The power of drawing and painting to create a perceptual reality that
contradicts what’s expected somehow feels more true to life, opens
settled terrain up for questioning. We’re always making up theories
based on available information then revising them as new facts arrive.
Protecting a particular mindset keeps new information out. One of the
things that has been pointed out  by people like philosopher Jack
Flynn is that, not only is the information we deal with daily more
extensive than ever before, each generation gets smarter, is capable
of more sophisticated mental reasoning that shows on IQ tests. In his
Ted talk, Flynn points out that not so long ago people couldn’t think
with hypotheticals. If something did not occur, it made no sense to
imagine that it did. This made it hard to see life from another
person’s perspective, to imagine being in another’s place. So moral
responsibility evolves as well. Life includes multiple perspectives
and changing conditions. Like the cubism of Picasso that felt true
because it was not limited by one perspective, looking at art can
extend the scope of perception on many fronts. The contradictions of
M.C. Escher feel like an intellectual truth. An impossible space stirs
the right frontal cortex, stimulating pleasure chemicals designed to
make us investigate, look closer. The brain rewards our recognition of
mistakes. Illusionistic art creates the conditions for both the
mistake and the realization of the mistake.

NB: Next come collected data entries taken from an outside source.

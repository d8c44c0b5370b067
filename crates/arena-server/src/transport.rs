//! WebSocket transport.
//!
//! Plain TCP listener plus a tungstenite upgrade. The upgrade runs inside the
//! per-connection task so a slow client handshake never stalls the accept
//! loop. The handshake callback captures the request query, which carries
//! the client's claimed identity.

use std::net::SocketAddr;

use arena_proto::Handshake;
use tokio::net::{TcpListener, TcpStream};
use tokio_tungstenite::{
    WebSocketStream,
    tungstenite::handshake::server::{ErrorResponse, Request, Response},
};

use crate::error::ServerError;

/// Upgraded client connection.
pub type WsStream = WebSocketStream<TcpStream>;

/// TCP listener accepting WebSocket clients.
pub struct WebSocketTransport {
    listener: TcpListener,
}

impl WebSocketTransport {
    /// Bind a listener on `address`.
    pub async fn bind(address: &str) -> Result<Self, ServerError> {
        let addr: SocketAddr = address
            .parse()
            .map_err(|e| ServerError::Config(format!("invalid bind address '{address}': {e}")))?;

        let listener = TcpListener::bind(addr)
            .await
            .map_err(|e| ServerError::Transport(format!("failed to bind {addr}: {e}")))?;

        tracing::info!("WebSocket transport bound to {}", addr);

        Ok(Self { listener })
    }

    /// Accept a raw TCP connection. The WebSocket upgrade is done by [`upgrade`].
    pub async fn accept(&self) -> Result<(TcpStream, SocketAddr), ServerError> {
        Ok(self.listener.accept().await?)
    }

    /// Local address of the listener.
    pub fn local_addr(&self) -> Result<SocketAddr, ServerError> {
        Ok(self.listener.local_addr()?)
    }
}

/// Complete the WebSocket upgrade and extract the handshake parameters.
pub async fn upgrade(stream: TcpStream) -> Result<(WsStream, Handshake), ServerError> {
    let mut query: Option<String> = None;

    let ws = tokio_tungstenite::accept_hdr_async(
        stream,
        |req: &Request, response: Response| -> Result<Response, ErrorResponse> {
            query = req.uri().query().map(str::to_string);
            Ok(response)
        },
    )
    .await?;

    Ok((ws, Handshake::from_query(query.as_deref())))
}
//! Standard invariant checks.
//!
//! These invariants capture what must hold after every event the driver
//! processes, whatever the interleaving of joins, leaves and disconnects.

use super::{Invariant, InvariantResult, SystemSnapshot};

/// A room exists only while it has members.
///
/// An empty room left behind would keep its language alive and resurface it
/// on the next join, instead of the default.
pub struct RoomsNonEmpty;

impl Invariant for RoomsNonEmpty {
    fn name(&self) -> &'static str {
        "rooms_non_empty"
    }

    fn check(&self, state: &SystemSnapshot) -> InvariantResult {
        match state.rooms.iter().find(|(_, room)| room.members.is_empty()) {
            Some((room_id, _)) => Err(self.violation(format!("room '{room_id}' has no members"))),
            None => Ok(()),
        }
    }
}

/// The identity → rooms index agrees with room membership in both directions.
pub struct ReverseIndexConsistency;

impl Invariant for ReverseIndexConsistency {
    fn name(&self) -> &'static str {
        "reverse_index_consistency"
    }

    fn check(&self, state: &SystemSnapshot) -> InvariantResult {
        for (room_id, room) in &state.rooms {
            for identity in &room.members {
                let indexed = state.identity_rooms.get(identity).is_some_and(|r| r.contains(room_id));
                if !indexed {
                    return Err(self.violation(format!(
                        "'{identity}' is in room '{room_id}' but not indexed there"
                    )));
                }
            }
        }

        for (identity, rooms) in &state.identity_rooms {
            if rooms.is_empty() {
                return Err(self.violation(format!("'{identity}' has an empty index entry")));
            }
            for room_id in rooms {
                let member = state.rooms.get(room_id).is_some_and(|r| r.members.contains(identity));
                if !member {
                    return Err(self.violation(format!(
                        "'{identity}' indexed in room '{room_id}' but not a member"
                    )));
                }
            }
        }

        Ok(())
    }
}

/// Every room a session is subscribed to lists the session's identity.
///
/// Inert sessions have no identity and so may not be subscribed anywhere.
pub struct SubscriptionMembership;

impl Invariant for SubscriptionMembership {
    fn name(&self) -> &'static str {
        "subscription_membership"
    }

    fn check(&self, state: &SystemSnapshot) -> InvariantResult {
        for (session_id, session) in &state.sessions {
            let Some(identity) = &session.identity else {
                if !session.rooms.is_empty() {
                    return Err(self.violation(format!(
                        "inert session {session_id} subscribed to {:?}",
                        session.rooms
                    )));
                }
                continue;
            };

            for room_id in &session.rooms {
                let member = state.rooms.get(room_id).is_some_and(|r| r.members.contains(identity));
                if !member {
                    return Err(self.violation(format!(
                        "session {session_id} ('{identity}') subscribed to '{room_id}' without membership"
                    )));
                }
            }
        }

        Ok(())
    }
}

/// Every live room carries a non-empty language.
pub struct LanguageDefined;

impl Invariant for LanguageDefined {
    fn name(&self) -> &'static str {
        "language_defined"
    }

    fn check(&self, state: &SystemSnapshot) -> InvariantResult {
        match state.rooms.iter().find(|(_, room)| room.language.is_empty()) {
            Some((room_id, _)) => Err(self.violation(format!("room '{room_id}' has no language"))),
            None => Ok(()),
        }
    }
}
use serde::{Deserialize, Serialize};
use serde_json::Value;

use movebot_core::config::WorkerRole;

use crate::error::QueueError;

/// Well-known job type names and their role assignment.
pub mod job_types {
    pub const OUTBOUND_REPLY: &str = "outbound_reply";
    pub const PROCESS_MEDIA: &str = "process_media";
    pub const NOTIFY_OPERATOR: &str = "notify_operator";
    pub const NOTIFY_CREW_FALLBACK: &str = "notify_crew_fallback";
    pub const MEDIA_CLEANUP: &str = "media_cleanup";

    pub const CORE: &[&str] = &[OUTBOUND_REPLY, PROCESS_MEDIA, NOTIFY_OPERATOR, MEDIA_CLEANUP];
    pub const DISPATCH: &[&str] = &[NOTIFY_CREW_FALLBACK];
    pub const ALL: &[&str] = &[
        OUTBOUND_REPLY,
        PROCESS_MEDIA,
        NOTIFY_OPERATOR,
        MEDIA_CLEANUP,
        NOTIFY_CREW_FALLBACK,
    ];
}

/// Job types a process with the given worker role may claim.
pub fn types_for_role(role: WorkerRole) -> &'static [&'static str] {
    match role {
        WorkerRole::Core => job_types::CORE,
        WorkerRole::Dispatch => job_types::DISPATCH,
        WorkerRole::All => job_types::ALL,
    }
}

/// Lifecycle state of a queued job.
#[derive(Debug, Clone, Copy, PartialEq, Eq, Serialize, Deserialize)]
#[serde(rename_all = "snake_case")]
pub enum JobStatus {
    /// Waiting for its scheduled_at time.
    Pending,
    /// Claimed by a worker.
    Running,
    /// Finished successfully.
    Completed,
    /// Exhausted retries or hit a permanent error.
    Failed,
}

impl std::fmt::Display for JobStatus {
    fn fmt(&self, f: &mut std::fmt::Formatter<'_>) -> std::fmt::Result {
        let s = match self {
            JobStatus::Pending => "pending",
            JobStatus::Running => "running",
            JobStatus::Completed => "completed",
            JobStatus::Failed => "failed",
        };
        write!(f, "{s}")
    }
}

impl std::str::FromStr for JobStatus {
    type Err = QueueError;

    fn from_str(s: &str) -> std::result::Result<Self, Self::Err> {
        match s {
            "pending" => Ok(JobStatus::Pending),
            "running" => Ok(JobStatus::Running),
            "completed" => Ok(JobStatus::Completed),
            "failed" => Ok(JobStatus::Failed),
            other => Err(QueueError::UnknownStatus(other.to_string())),
        }
    }
}

/// A persisted job row.
#[derive(Debug, Clone, Serialize, Deserialize)]
pub struct Job {
    /// UUID v4 string — primary key.
    pub id: String,
    pub tenant_id: String,
    pub job_type: String,
    /// Opaque payload forwarded to the handler. May carry an
    /// `idempotency_key` field consumed by handlers with external effects.
    pub payload: Value,
    pub status: JobStatus,
    /// Higher runs first.
    pub priority: i64,
    pub attempts: u32,
    pub max_attempts: u32,
    /// Not claimable before this instant.
    pub scheduled_at: String,
    pub started_at: Option<String>,
    pub completed_at: Option<String>,
    pub error_message: Option<String>,
    pub created_at: String,
}

impl Job {
    /// The payload-embedded idempotency key, if any.
    pub fn idempotency_key(&self) -> Option<&str> {
        self.payload.get("idempotency_key").and_then(Value::as_str)
    }
}
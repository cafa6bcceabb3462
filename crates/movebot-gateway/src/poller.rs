use std::sync::Arc;
use std::time::Duration;

use tokio::sync::watch;
use tracing::{error, info};

use movebot_queue::{job_types, EnqueueRequest, JobQueue};

/// How often the poller wakes up.
const SWEEP_INTERVAL: Duration = Duration::from_secs(60);
/// One cleanup job per hour, keyed by the hour so duplicates no-op.
const CLEANUP_EVERY_SECS: i64 = 3600;

/// Housekeeping loop: returns stale `running` jobs to `pending` and enqueues
/// the hourly media cleanup.
pub struct Poller {
    queue: Arc<JobQueue>,
    lease_horizon: Duration,
}

impl Poller {
    pub fn new(queue: Arc<JobQueue>, lease_horizon: Duration) -> Self {
        Self {
            queue,
            lease_horizon,
        }
    }

    pub async fn run(self, mut shutdown: watch::Receiver<bool>) {
        info!("poller started");
        let mut last_cleanup_bucket: i64 = -1;
        let mut interval = tokio::time::interval(SWEEP_INTERVAL);
        loop {
            tokio::select! {
                _ = interval.tick() => {
                    if let Err(e) = self.queue.sweep_stale(self.lease_horizon) {
                        error!("lease sweep failed: {e}");
                    }

                    let bucket = chrono::Utc::now().timestamp() / CLEANUP_EVERY_SECS;
                    if bucket != last_cleanup_bucket {
                        last_cleanup_bucket = bucket;
                        let req = EnqueueRequest::new(
                            "system",
                            job_types::MEDIA_CLEANUP,
                            serde_json::json!({}),
                        )
                        .idempotency_key(format!("media_cleanup:{bucket}"));
                        if let Err(e) = self.queue.enqueue(req) {
                            error!("media cleanup enqueue failed: {e}");
                        }
                    }
                }
                _ = shutdown.changed() => {
                    if *shutdown.borrow() {
                        info!("poller shutting down");
                        break;
                    }
                }
            }
        }
    }
}
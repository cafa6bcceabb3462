use serde::{Deserialize, Serialize};

use movebot_core::types::Button;

/// A provider-normalized outbound message. The bound adapter renders it for
/// its platform (quick-reply buttons, media attachment semantics, …).
#[derive(Debug, Clone, Serialize, Deserialize)]
pub struct OutboundMessage {
    pub tenant_id: String,
    pub chat_id: String,
    pub text: String,
    #[serde(default)]
    pub buttons: Vec<Button>,
    /// Signed media links or provider file ids, depending on the adapter.
    #[serde(default)]
    pub media_refs: Vec<String>,
}

impl OutboundMessage {
    pub fn text_only(
        tenant_id: impl Into<String>,
        chat_id: impl Into<String>,
        text: impl Into<String>,
    ) -> Self {
        Self {
            tenant_id: tenant_id.into(),
            chat_id: chat_id.into(),
            text: text.into(),
            buttons: Vec::new(),
            media_refs: Vec::new(),
        }
    }
}
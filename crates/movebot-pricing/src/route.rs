use std::collections::HashMap;

use movebot_core::types::{RouteBand, RouteClassification};

/// One entry of the static locality table.
#[derive(Debug, Clone)]
pub struct Locality {
    pub key: &'static str,
    pub name_ru: &'static str,
    pub name_en: &'static str,
    pub name_he: &'static str,
    pub aliases: &'static [&'static str],
    pub lat: f64,
    pub lng: f64,
}

impl Locality {
    pub fn display_names(&self) -> HashMap<String, String> {
        HashMap::from([
            ("ru".to_string(), self.name_ru.to_string()),
            ("en".to_string(), self.name_en.to_string()),
            ("he".to_string(), self.name_he.to_string()),
        ])
    }

    pub fn name(&self, lang_code: &str) -> &'static str {
        match lang_code {
            "ru" => self.name_ru,
            "he" => self.name_he,
            _ => self.name_en,
        }
    }
}

/// Band thresholds in kilometers.
const SAME_CITY_KM: f64 = 12.0;
const SAME_METRO_KM: f64 = 35.0;
const INTER_REGION_SHORT_KM: f64 = 110.0;
const INTER_REGION_LONG_KM: f64 = 260.0;

#[rustfmt::skip]
static LOCALITIES: &[Locality] = &[
    Locality { key: "tel_aviv", name_ru: "Тель-Авив", name_en: "Tel Aviv", name_he: "תל אביב",
        aliases: &["тель-авив", "тель авив", "tel aviv", "tlv", "תל אביב", "תל-אביב"],
        lat: 32.0853, lng: 34.7818 },
    Locality { key: "haifa", name_ru: "Хайфа", name_en: "Haifa", name_he: "חיפה",
        aliases: &["хайфа", "haifa", "חיפה"],
        lat: 32.7940, lng: 34.9896 },
    Locality { key: "jerusalem", name_ru: "Иерусалим", name_en: "Jerusalem", name_he: "ירושלים",
        aliases: &["иерусалим", "jerusalem", "ירושלים"],
        lat: 31.7683, lng: 35.2137 },
    Locality { key: "beer_sheva", name_ru: "Беэр-Шева", name_en: "Beer Sheva", name_he: "באר שבע",
        aliases: &["беэр-шева", "беэр шева", "beer sheva", "beersheba", "באר שבע"],
        lat: 31.2530, lng: 34.7915 },
    Locality { key: "netanya", name_ru: "Нетания", name_en: "Netanya", name_he: "נתניה",
        aliases: &["нетания", "netanya", "נתניה"],
        lat: 32.3215, lng: 34.8532 },
    Locality { key: "ashdod", name_ru: "Ашдод", name_en: "Ashdod", name_he: "אשדוד",
        aliases: &["ашдод", "ashdod", "אשדוד"],
        lat: 31.8014, lng: 34.6435 },
    Locality { key: "ashkelon", name_ru: "Ашкелон", name_en: "Ashkelon", name_he: "אשקלון",
        aliases: &["ашкелон", "ashkelon", "אשקלון"],
        lat: 31.6688, lng: 34.5743 },
    Locality { key: "rishon_lezion", name_ru: "Ришон-ле-Цион", name_en: "Rishon LeZion", name_he: "ראשון לציון",
        aliases: &["ришон", "ришон-ле-цион", "rishon", "rishon lezion", "ראשון לציון"],
        lat: 31.9730, lng: 34.7925 },
    Locality { key: "petah_tikva", name_ru: "Петах-Тиква", name_en: "Petah Tikva", name_he: "פתח תקווה",
        aliases: &["петах-тиква", "петах тиква", "petah tikva", "פתח תקווה", "פתח תקוה"],
        lat: 32.0871, lng: 34.8878 },
    Locality { key: "herzliya", name_ru: "Герцлия", name_en: "Herzliya", name_he: "הרצליה",
        aliases: &["герцлия", "herzliya", "הרצליה"],
        lat: 32.1624, lng: 34.8447 },
    Locality { key: "ramat_gan", name_ru: "Рамат-Ган", name_en: "Ramat Gan", name_he: "רמת גן",
        aliases: &["рамат-ган", "рамат ган", "ramat gan", "רמת גן"],
        lat: 32.0684, lng: 34.8248 },
    Locality { key: "bat_yam", name_ru: "Бат-Ям", name_en: "Bat Yam", name_he: "בת ים",
        aliases: &["бат-ям", "бат ям", "bat yam", "בת ים"],
        lat: 32.0171, lng: 34.7454 },
    Locality { key: "holon", name_ru: "Холон", name_en: "Holon", name_he: "חולון",
        aliases: &["холон", "holon", "חולון"],
        lat: 32.0103, lng: 34.7792 },
    Locality { key: "eilat", name_ru: "Эйлат", name_en: "Eilat", name_he: "אילת",
        aliases: &["эйлат", "eilat", "אילת"],
        lat: 29.5577, lng: 34.9519 },
    Locality { key: "nahariya", name_ru: "Нагария", name_en: "Nahariya", name_he: "נהריה",
        aliases: &["нагария", "nahariya", "נהריה"],
        lat: 33.0085, lng: 35.0981 },
    Locality { key: "tiberias", name_ru: "Тверия", name_en: "Tiberias", name_he: "טבריה",
        aliases: &["тверия", "tiberias", "טבריה"],
        lat: 32.7922, lng: 35.5312 },
];

/// Match a locality by alias substring over free address text.
pub fn find_locality(text: &str) -> Option<&'static Locality> {
    let lower = text.to_lowercase();
    LOCALITIES
        .iter()
        .find(|loc| loc.aliases.iter().any(|a| lower.contains(a)))
}

pub fn locality_by_key(key: &str) -> Option<&'static Locality> {
    LOCALITIES.iter().find(|loc| loc.key == key)
}

/// Great-circle distance in kilometers.
fn haversine_km(lat1: f64, lng1: f64, lat2: f64, lng2: f64) -> f64 {
    const EARTH_RADIUS_KM: f64 = 6371.0;
    let d_lat = (lat2 - lat1).to_radians();
    let d_lng = (lng2 - lng1).to_radians();
    let a = (d_lat / 2.0).sin().powi(2)
        + lat1.to_radians().cos() * lat2.to_radians().cos() * (d_lng / 2.0).sin().powi(2);
    2.0 * EARTH_RADIUS_KM * a.sqrt().atan2((1.0 - a).sqrt())
}

fn band_for(distance_km: f64) -> RouteBand {
    if distance_km < SAME_CITY_KM {
        RouteBand::SameCity
    } else if distance_km < SAME_METRO_KM {
        RouteBand::SameMetro
    } else if distance_km < INTER_REGION_SHORT_KM {
        RouteBand::InterRegionShort
    } else if distance_km < INTER_REGION_LONG_KM {
        RouteBand::InterRegionLong
    } else {
        RouteBand::CrossCountry
    }
}

/// Classify the route between two (possibly unrecognized) endpoints.
///
/// When either endpoint is unknown the band defaults to `SameMetro` with a
/// zero distance — a conservative middle ground recorded for the operator.
pub fn classify_route(
    from: Option<&Locality>,
    to: Option<&Locality>,
) -> RouteClassification {
    match (from, to) {
        (Some(a), Some(b)) => {
            let distance_km = if a.key == b.key {
                0.0
            } else {
                haversine_km(a.lat, a.lng, b.lat, b.lng)
            };
            let band = if a.key == b.key {
                RouteBand::SameCity
            } else {
                band_for(distance_km)
            };
            RouteClassification {
                band,
                distance_km,
                from_names: a.display_names(),
                to_names: b.display_names(),
            }
        }
        _ => RouteClassification {
            band: RouteBand::SameMetro,
            distance_km: 0.0,
            from_names: from.map(Locality::display_names).unwrap_or_default(),
            to_names: to.map(Locality::display_names).unwrap_or_default(),
        },
    }
}
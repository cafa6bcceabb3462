use std::sync::Arc;
use std::time::Duration;

use serde_json::json;
use thiserror::Error;
use tracing::{error, info, instrument, warn};

use movebot_core::config::MovebotConfig;
use movebot_core::types::ProviderEvent;
use movebot_engine::{Effect, Engine, EngineContext, InputEvent, StepOutcome};
use movebot_leads::{LeadError, LeadRepository};
use movebot_queue::{job_types, EnqueueRequest, JobQueue, QueueError};
use movebot_sessions::{DedupOutcome, InboundDedup, SessionError, SessionState, SessionStore};
use movebot_tenants::{TenantContext, TenantError, TenantRegistry};

/// Literal response for a replayed `(provider, message_id)` tuple.
pub const DUPLICATE_IGNORED: &str = "(duplicate ignored)";

/// Crew-fallback delivery trails the operator notification by this much so
/// the full lead always arrives first.
const CREW_FALLBACK_DELAY: Duration = Duration::from_secs(2);

/// What the webhook layer sends back to the provider.
#[derive(Debug, Clone)]
pub struct IngressReply {
    pub text: String,
}

#[derive(Debug, Error)]
pub enum IngressError {
    /// No active tenant binding — surfaces as 404 without identifiers.
    #[error("unknown channel binding")]
    UnknownBinding,

    /// Credential or config failure — surfaces as 403 without identifiers.
    #[error("tenant configuration rejected")]
    TenantRejected,

    /// The session's bot flavour is not enabled in this deployment.
    #[error("bot not enabled")]
    BotDisabled,

    /// A concurrent message for the same chat won the session write; the
    /// provider should retry. Surfaces as 500.
    #[error("session write conflict")]
    Conflict,

    /// Store failure — surfaces as 500 so the provider retries.
    #[error("store error: {0}")]
    Store(String),
}

impl From<TenantError> for IngressError {
    fn from(e: TenantError) -> Self {
        match e {
            TenantError::BindingNotFound => IngressError::UnknownBinding,
            TenantError::CryptoContextMismatch | TenantError::CryptoMalformed => {
                IngressError::TenantRejected
            }
            other => IngressError::Store(other.to_string()),
        }
    }
}

impl From<SessionError> for IngressError {
    fn from(e: SessionError) -> Self {
        match e {
            SessionError::Conflict { .. } => IngressError::Conflict,
            other => IngressError::Store(other.to_string()),
        }
    }
}

impl From<QueueError> for IngressError {
    fn from(e: QueueError) -> Self {
        IngressError::Store(e.to_string())
    }
}

impl From<LeadError> for IngressError {
    fn from(e: LeadError) -> Self {
        IngressError::Store(e.to_string())
    }
}

/// The ingress pipeline: tenant resolution → dedup → engine step → session
/// write → effects → outbound reply job.
///
/// Runs on the webhook handler; everything side-effecting beyond the stores
/// is deferred to the job queue.
pub struct Ingress {
    config: MovebotConfig,
    engine: Engine,
    registry: Arc<TenantRegistry>,
    sessions: Arc<SessionStore>,
    dedup: Arc<InboundDedup>,
    leads: Arc<LeadRepository>,
    queue: Arc<JobQueue>,
}

impl Ingress {
    pub fn new(
        config: MovebotConfig,
        registry: Arc<TenantRegistry>,
        sessions: Arc<SessionStore>,
        dedup: Arc<InboundDedup>,
        leads: Arc<LeadRepository>,
        queue: Arc<JobQueue>,
    ) -> Self {
        let engine = Engine::new(config.pricing.clone());
        Self {
            config,
            engine,
            registry,
            sessions,
            dedup,
            leads,
            queue,
        }
    }

    pub fn engine(&self) -> &Engine {
        &self.engine
    }

    /// Process one provider-normalized inbound event.
    #[instrument(skip(self, event), fields(provider = %event.provider, chat_id = %event.chat_id, message_id = %event.message_id))]
    pub fn process(&self, event: &ProviderEvent) -> Result<IngressReply, IngressError> {
        let tenant = self
            .registry
            .resolve(event.provider, &event.provider_account_id)?;

        if self
            .dedup
            .record(&tenant.tenant_id, event.provider, &event.message_id)?
            == DedupOutcome::Duplicate
        {
            return Ok(IngressReply {
                text: DUPLICATE_IGNORED.to_string(),
            });
        }

        // A failed attempt must not poison the dedup table: the provider
        // retries on 5xx, and that retry has to reach the engine.
        match self.process_fresh(&tenant, event) {
            Ok(reply) => Ok(reply),
            Err(e) => {
                if let Err(forget_err) =
                    self.dedup
                        .forget(&tenant.tenant_id, event.provider, &event.message_id)
                {
                    error!("dedup compensation failed: {forget_err}");
                }
                Err(e)
            }
        }
    }

    fn process_fresh(
        &self,
        tenant: &TenantContext,
        event: &ProviderEvent,
    ) -> Result<IngressReply, IngressError> {
        let existing = self.sessions.get(&tenant.tenant_id, &event.chat_id)?;
        let observed = existing.as_ref().map(|s| s.updated_at.clone());
        let session = existing.unwrap_or_else(|| {
            let mut s = SessionState::new(tenant.tenant_id.clone(), event.chat_id.clone());
            if let Some(lang) = tenant.config.default_language {
                s.language = lang;
            }
            s
        });

        if !self.config.bots.enabled.contains(&session.bot_type) {
            warn!(bot_type = %session.bot_type, "inbound for disabled bot");
            return Err(IngressError::BotDisabled);
        }

        let input = to_input_event(event);
        let ctx = EngineContext {
            today: chrono::Utc::now().date_naive(),
            estimate_display_enabled: tenant
                .config
                .estimate_display_enabled
                .unwrap_or(self.config.pricing.estimate_display_enabled),
        };
        let outcome = self.engine.step(&session, &input, &ctx);

        if outcome.terminal {
            self.finalize(tenant, &outcome)?;
        } else {
            self.sessions.upsert(&outcome.session, observed.as_deref())?;
        }

        for effect in &outcome.effects {
            if let Effect::CollectMedia(items) = effect {
                self.queue.enqueue(
                    EnqueueRequest::new(
                        tenant.tenant_id.clone(),
                        job_types::PROCESS_MEDIA,
                        json!({
                            "provider": event.provider,
                            "chat_id": event.chat_id,
                            "lead_id": outcome.session.lead_id,
                            "message_id": event.message_id,
                            "items": items,
                        }),
                    )
                    .idempotency_key(format!("{}:process_media_v1", event.message_id)),
                )?;
            }
        }

        self.queue.enqueue(
            EnqueueRequest::new(
                tenant.tenant_id.clone(),
                job_types::OUTBOUND_REPLY,
                json!({
                    "provider": event.provider,
                    "chat_id": event.chat_id,
                    "text": outcome.reply.text.clone(),
                    "buttons": outcome.reply.buttons.clone(),
                }),
            )
            .priority(10),
        )?;

        Ok(IngressReply {
            text: outcome.reply.text,
        })
    }

    /// Finalization: persist the lead, enqueue the notification jobs, then
    /// delete the session. The lead insert is idempotent on `lead_id`, so a
    /// crashed finalization replayed by the provider converges.
    fn finalize(&self, tenant: &TenantContext, outcome: &StepOutcome) -> Result<(), IngressError> {
        let session = &outcome.session;
        let lead = self.leads.insert(
            &session.tenant_id,
            &session.lead_id,
            &session.chat_id,
            session.language,
            &session.data,
        )?;
        info!(lead_seq = lead.lead_seq, "lead finalized");

        self.queue.enqueue(
            EnqueueRequest::new(
                session.tenant_id.clone(),
                job_types::NOTIFY_OPERATOR,
                json!({ "lead_id": session.lead_id }),
            )
            .priority(5)
            .idempotency_key(format!("{}:notify_operator_v1", session.lead_id)),
        )?;

        let crew_enabled = tenant
            .config
            .dispatch_crew_fallback_enabled
            .unwrap_or(self.config.operator.crew_fallback_enabled);
        if crew_enabled {
            self.queue.enqueue(
                EnqueueRequest::new(
                    session.tenant_id.clone(),
                    job_types::NOTIFY_CREW_FALLBACK,
                    json!({ "lead_id": session.lead_id }),
                )
                .delay(CREW_FALLBACK_DELAY)
                .idempotency_key(format!("{}:crew_fallback_v1", session.lead_id)),
            )?;
        }

        self.sessions.delete(&session.tenant_id, &session.chat_id)?;
        Ok(())
    }
}

/// Event precedence: button > location > media > text. Providers never send
/// more than one meaningfully, but a deterministic order keeps replays stable.
fn to_input_event(event: &ProviderEvent) -> InputEvent {
    if let Some(payload) = &event.button_payload {
        return InputEvent::Button(payload.clone());
    }
    if let Some(location) = event.location {
        return InputEvent::Location(location);
    }
    if !event.media.is_empty() {
        return InputEvent::Media(event.media.clone());
    }
    InputEvent::Text(event.text.clone().unwrap_or_default())
}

Researchers have suggested the pleasure we feel at trompe l’oeil
painting and visual illusion is a phenomenon of  humor. Humor, like
magic, is about defying expectations. Often the method of humor
involves a shift of contexts. We start out thinking we’re talking
about one thing that then flips into something else.  It involves
regions primarily in the right frontal lobes that manifest uniquely
human qualities, particularly the ability to step back from our
prevailing mindset. Humor is said to build flexibility in thinking.
The similarity in sense of humor is most often cited as key to
successful relationships.

Though the increase in intelligence may be natural to each generation
growing up within such complexity, developing the right hemisphere’s
capacity for insight is available to all of us. Seeking out what is
funny and what we love best in art is a joyful route to building
visual intelligence and big picture thinking.

Sunday, October 20, 2013

Beyond Critique- The Book
The image is a detail of a painting by Chrissy Howland. The book was designed by Skye McNeill and includes essays by MICA faculty Nancy Roeder, Ken Krafchek, John Peacock, Dan Dudrow, Margee Morrison, Whitney Sherman, Fletcher Mackey, Jane Elkinton, Dennis Farber, Joe Basile, Maren Hassinger, Mina Cheon and myself.

Beyond Critique

When I started teaching and faced the prospect of having a class discuss their work I wanted to find a way to offer something concrete while not imposing my aesthetic on them. Long an admirer of tennis I used a tennis coach as my model. Vic Braden said that the secret to coaching stars like Tracy Austin was to give them lots of encouragement, and “knowledge of the physical processes involved”. For athletes this means learning the anatomy and mechanics of their movements. For artists, it can mean learning the science of perception to apply to their work. This is something artists have always done, using whatever was discovered about vision to heighten their effectiveness. Instead of prescribing certain standards of what art is the focus shifts to what the individual artist is expressing. To be an athlete requires training, and the amount of training and practice, maximizing individual strengths, figures into how well the athlete does. Commitment and growth are what needs to be fostered for excellence. A coach can reflect back what the player is doing, making them more aware of their movements. When a group talks about the various ways that a work of art affects them without making judgments, it aids the artist’s awareness of the effects of their decisions, the expressive implications of their choices.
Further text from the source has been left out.